Last week the Supreme Court decided Amgen Inc. v. Connecticut Retirement Plans and Trust Funds, No. 11-1085. As previously discussed on this blog, Amgen is an extremely important case dealing with the divide between what is appropriately decided at class certification versus on the merits. The Supreme Court, in a 6-3 decision authored by Justice Ginsburg, held that in a Rule 10(b) securities fraud class action, materiality is a merits question and that plaintiffs need not show at the class ceritifcation stage that the misprepresentation or omission on which they allegedly relied was material to their decision to purchase or sell the security at issue. The import of the decision is that classes that could never meet the materiality standard can nevertheless proceed. In some ways, the decision is consistent with the Court’s decision last year in Erica P. John Fund, Inc. v. Halliburton Co., 131 S. Ct. 2179 (2011), in which the Court held that a plaintiff need not prove loss causation at the certification stage. But, the decision in Amgen is different from Halliburton because of the way in which the Court discusses the Rule 23 predominance requirement generally, and plaintiffs’ counsel will no doubt argue that Amgen’s meaning goes beyond the securities context.
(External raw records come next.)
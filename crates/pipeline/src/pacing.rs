//! Synthesis pacing queue
//!
//! Sentences queue strictly FIFO; one synthesis runs at a time. Before each
//! sentence starts, the queue checks how much already-sent audio the client
//! still has to play and defers while that backlog exceeds the ceiling: this
//! bounds memory and keeps the interruption point close to what the user is
//! actually hearing.
//!
//! Synthesis output carries its own WAV header. When the format already
//! matches the playback target, bytes are re-chunked into fixed quanta and
//! forwarded as they arrive (direct path). Otherwise the whole stream is
//! buffered, downmixed/resampled, then chunked (resample path).

use std::sync::Arc;
use std::time::Duration;

use parking_lot::Mutex;
use tokio::sync::{mpsc, watch};
use tokio::time::Instant;
use tokio_stream::StreamExt;
use tokio_util::sync::CancellationToken;

use voice_loop_config::PacingConfig;
use voice_loop_core::{pcm16_to_f32, wav, MessageId, PcmFormat};
use voice_loop_providers::{ProviderError, Synthesizer, TextNormalizer};

use crate::events::SessionEvent;
use crate::resample::{downmix, Resampler};

/// One queued sentence.
#[derive(Debug)]
pub struct SynthJob {
    pub text: String,
    /// Utterance this sentence belongs to; stale jobs are skipped.
    pub message_id: MessageId,
    /// Language hint for normalization.
    pub language: Option<String>,
    /// Cancelled on interruption; stops an in-flight synthesis mid-stream.
    pub cancel: CancellationToken,
}

/// Estimate of when the client's playback buffer drains. Not authoritative
/// (the client is the real clock), used only for admission control.
#[derive(Clone, Default)]
pub struct PlaybackClock {
    end: Arc<Mutex<Option<Instant>>>,
}

impl PlaybackClock {
    pub fn new() -> Self {
        Self::default()
    }

    /// Time until the last forwarded audio finishes playing.
    pub fn remaining(&self) -> Duration {
        match *self.end.lock() {
            Some(end) => end.saturating_duration_since(Instant::now()),
            None => Duration::ZERO,
        }
    }

    /// Account for `amount` of audio just forwarded.
    pub fn extend(&self, amount: Duration) {
        let mut end = self.end.lock();
        let base = match *end {
            Some(t) if t > Instant::now() => t,
            _ => Instant::now(),
        };
        *end = Some(base + amount);
    }

    /// Forget any outstanding audio (the client was told to clear playback).
    pub fn clear(&self) {
        *self.end.lock() = None;
    }
}

/// Handle to a session's synthesis queue worker.
pub struct SynthesisQueue {
    tx: mpsc::UnboundedSender<SynthJob>,
}

impl SynthesisQueue {
    /// Spawn the worker for one session.
    pub fn spawn(
        synthesizer: Arc<dyn Synthesizer>,
        normalizer: Arc<dyn TextNormalizer>,
        config: PacingConfig,
        target: PcmFormat,
        current_id: watch::Receiver<Option<MessageId>>,
        playback: PlaybackClock,
        events: mpsc::Sender<SessionEvent>,
    ) -> Self {
        let (tx, rx) = mpsc::unbounded_channel();
        tokio::spawn(run_queue(
            rx,
            synthesizer,
            normalizer,
            config,
            target,
            current_id,
            playback,
            events,
        ));
        Self { tx }
    }

    /// Queue one sentence. Silently a no-op once the session is closing.
    pub fn enqueue(&self, job: SynthJob) {
        let _ = self.tx.send(job);
    }
}

#[allow(clippy::too_many_arguments)]
async fn run_queue(
    mut rx: mpsc::UnboundedReceiver<SynthJob>,
    synthesizer: Arc<dyn Synthesizer>,
    normalizer: Arc<dyn TextNormalizer>,
    config: PacingConfig,
    target: PcmFormat,
    current_id: watch::Receiver<Option<MessageId>>,
    playback: PlaybackClock,
    events: mpsc::Sender<SessionEvent>,
) {
    let quantum = target.bytes_for_ms(config.quantum_ms);
    let ceiling = Duration::from_millis(config.max_buffered_ms);
    let retry = Duration::from_millis(config.retry_interval_ms);

    'jobs: while let Some(job) = rx.recv().await {
        let stale = current_id.borrow().as_ref() != Some(&job.message_id);
        if stale || job.cancel.is_cancelled() {
            tracing::debug!(message_id = %job.message_id, "skipping stale synthesis job");
            continue;
        }

        // Admission control: don't synthesize further ahead than the client
        // can hear.
        while playback.remaining() > ceiling {
            tokio::select! {
                _ = tokio::time::sleep(retry) => {}
                _ = job.cancel.cancelled() => continue 'jobs,
            }
            if current_id.borrow().as_ref() != Some(&job.message_id) {
                continue 'jobs;
            }
        }

        let text = normalizer.normalize(&job.text, job.language.as_deref());
        if text.trim().is_empty() {
            tracing::debug!("normalized sentence empty, skipping synthesis");
            continue;
        }

        let started = Instant::now();
        if events.send(SessionEvent::TtsStart).await.is_err() {
            return;
        }

        match forward_sentence(&*synthesizer, &text, &job.cancel, target, quantum, &events).await
        {
            Ok(Forwarded::Complete { bytes }) => {
                let duration = Duration::from_millis(target.duration_ms(bytes));
                let synthesis_time_ms = started.elapsed().as_millis() as u64;
                if events
                    .send(SessionEvent::TtsComplete { synthesis_time_ms })
                    .await
                    .is_err()
                {
                    return;
                }
                if events.send(SessionEvent::AudioEnd).await.is_err() {
                    return;
                }
                playback.extend(duration);
            }
            Ok(Forwarded::Cancelled) => {
                tracing::debug!(message_id = %job.message_id, "synthesis cancelled mid-stream");
            }
            Err(e) => {
                tracing::warn!(error = %e, "synthesis failed, dropping sentence");
                if events
                    .send(SessionEvent::Error {
                        message: format!("speech synthesis failed: {e}"),
                    })
                    .await
                    .is_err()
                {
                    return;
                }
            }
        }
    }
}

enum Forwarded {
    Complete { bytes: usize },
    Cancelled,
}

async fn forward_sentence(
    synthesizer: &dyn Synthesizer,
    text: &str,
    cancel: &CancellationToken,
    target: PcmFormat,
    quantum: usize,
    events: &mpsc::Sender<SessionEvent>,
) -> Result<Forwarded, ProviderError> {
    let mut stream = synthesizer.synthesize(text).await?;

    let mut buffered: Vec<u8> = Vec::new();
    let mut info: Option<wav::WavInfo> = None;
    let mut direct = false;
    let mut pending: Vec<u8> = Vec::new();
    let mut sent = 0usize;

    loop {
        let chunk = tokio::select! {
            _ = cancel.cancelled() => return Ok(Forwarded::Cancelled),
            item = stream.next() => match item {
                None => break,
                Some(Err(e)) => return Err(e),
                Some(Ok(chunk)) => chunk,
            },
        };

        match info {
            None => {
                buffered.extend_from_slice(&chunk);
                match wav::parse_header(&buffered) {
                    Ok(None) => {}
                    Ok(Some(parsed)) => {
                        direct = parsed.format == target;
                        if direct {
                            // Matching format: announce and start forwarding
                            // immediately, minimizing time to first audio.
                            if send(events, SessionEvent::AudioStart { format: target }).await {
                                return Ok(Forwarded::Cancelled);
                            }
                            pending.extend_from_slice(&buffered[parsed.data_offset..]);
                            buffered.clear();
                            match drain_quanta(&mut pending, quantum, cancel, events).await {
                                Some(n) => sent += n,
                                None => return Ok(Forwarded::Cancelled),
                            }
                        }
                        info = Some(parsed);
                    }
                    Err(e) => {
                        return Err(ProviderError::Synthesis(format!("bad wav stream: {e}")))
                    }
                }
            }
            Some(_) if direct => {
                pending.extend_from_slice(&chunk);
                match drain_quanta(&mut pending, quantum, cancel, events).await {
                    Some(n) => sent += n,
                    None => return Ok(Forwarded::Cancelled),
                }
            }
            Some(_) => buffered.extend_from_slice(&chunk),
        }
    }

    let Some(parsed) = info else {
        return Err(ProviderError::Synthesis(
            "stream ended before wav header completed".to_string(),
        ));
    };

    if direct {
        // Final partial quantum.
        if !pending.is_empty() {
            sent += pending.len();
            if send(events, SessionEvent::AudioChunk(std::mem::take(&mut pending))).await {
                return Ok(Forwarded::Cancelled);
            }
        }
        return Ok(Forwarded::Complete { bytes: sent });
    }

    // Resample path: whole stream is buffered, convert then forward.
    let body = &buffered[parsed.data_offset.min(buffered.len())..];
    let samples = pcm16_to_f32(body);
    let mono = downmix(&samples, parsed.format.channels as usize);
    let resampled =
        Resampler::new(parsed.format.sample_rate, target.sample_rate).resample(&mono);

    let mut out = Vec::with_capacity(resampled.len() * 2);
    for sample in resampled {
        let value = (sample.clamp(-1.0, 1.0) * 32767.0) as i16;
        out.extend_from_slice(&value.to_le_bytes());
    }

    if send(events, SessionEvent::AudioStart { format: target }).await {
        return Ok(Forwarded::Cancelled);
    }
    pending = out;
    match drain_quanta(&mut pending, quantum, cancel, events).await {
        Some(n) => sent += n,
        None => return Ok(Forwarded::Cancelled),
    }
    if !pending.is_empty() {
        sent += pending.len();
        if send(events, SessionEvent::AudioChunk(pending)).await {
            return Ok(Forwarded::Cancelled);
        }
    }

    Ok(Forwarded::Complete { bytes: sent })
}

/// Forward every complete quantum in `pending`. Returns bytes sent, or
/// `None` when cancelled or the session is gone.
async fn drain_quanta(
    pending: &mut Vec<u8>,
    quantum: usize,
    cancel: &CancellationToken,
    events: &mpsc::Sender<SessionEvent>,
) -> Option<usize> {
    let mut sent = 0;
    while pending.len() >= quantum {
        if cancel.is_cancelled() {
            return None;
        }
        let rest = pending.split_off(quantum);
        let chunk = std::mem::replace(pending, rest);
        sent += chunk.len();
        if send(events, SessionEvent::AudioChunk(chunk)).await {
            return None;
        }
    }
    Some(sent)
}

/// Send an event; returns true when the session is gone.
async fn send(events: &mpsc::Sender<SessionEvent>, event: SessionEvent) -> bool {
    events.send(event).await.is_err()
}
Amgen is best viewed as a continuation of the “Eisen” debate as to whether merits issues can be reviewed at the class certification stage. In Wal-Mart Stores, Inc. v. Dukes, 131 S. Ct. 2541 (2011), the Court noted that Eisen v. Carlisle & Jacquelin, 417 U.S. 156 (1974), had been misread to mean that courts could not consider the merits when determining whether to certify a class. Instead, the Court held, in conducting a rigorous class certification anlysis, courts could and should, when necessary, consider the merits of the underlying claim: a rigourous anlaysis will “[f]requently . . . entail some overlap with the merits of the plaintiff’s underlying claim.” Dukes, 131 S. Ct. at 2551. In Amgen, Justice Ginsburg added the following gloss: “… the office of a Rule 23(b)(3) certification ruling is not to adjudicate the case; rather, it is to select the ‘metho[d]’ best suited to adjudicate the controversy ‘fairly and efficiently.'” Further, she reasoned: “Rule 23 grants courts no license to engage in free-ranging merits inquiries at the certification stage. Merits questions may be considered to the extent — but only to the extent — that they are relevant to determining whether the Rule 23 prerequisites for class certification are satisfied.”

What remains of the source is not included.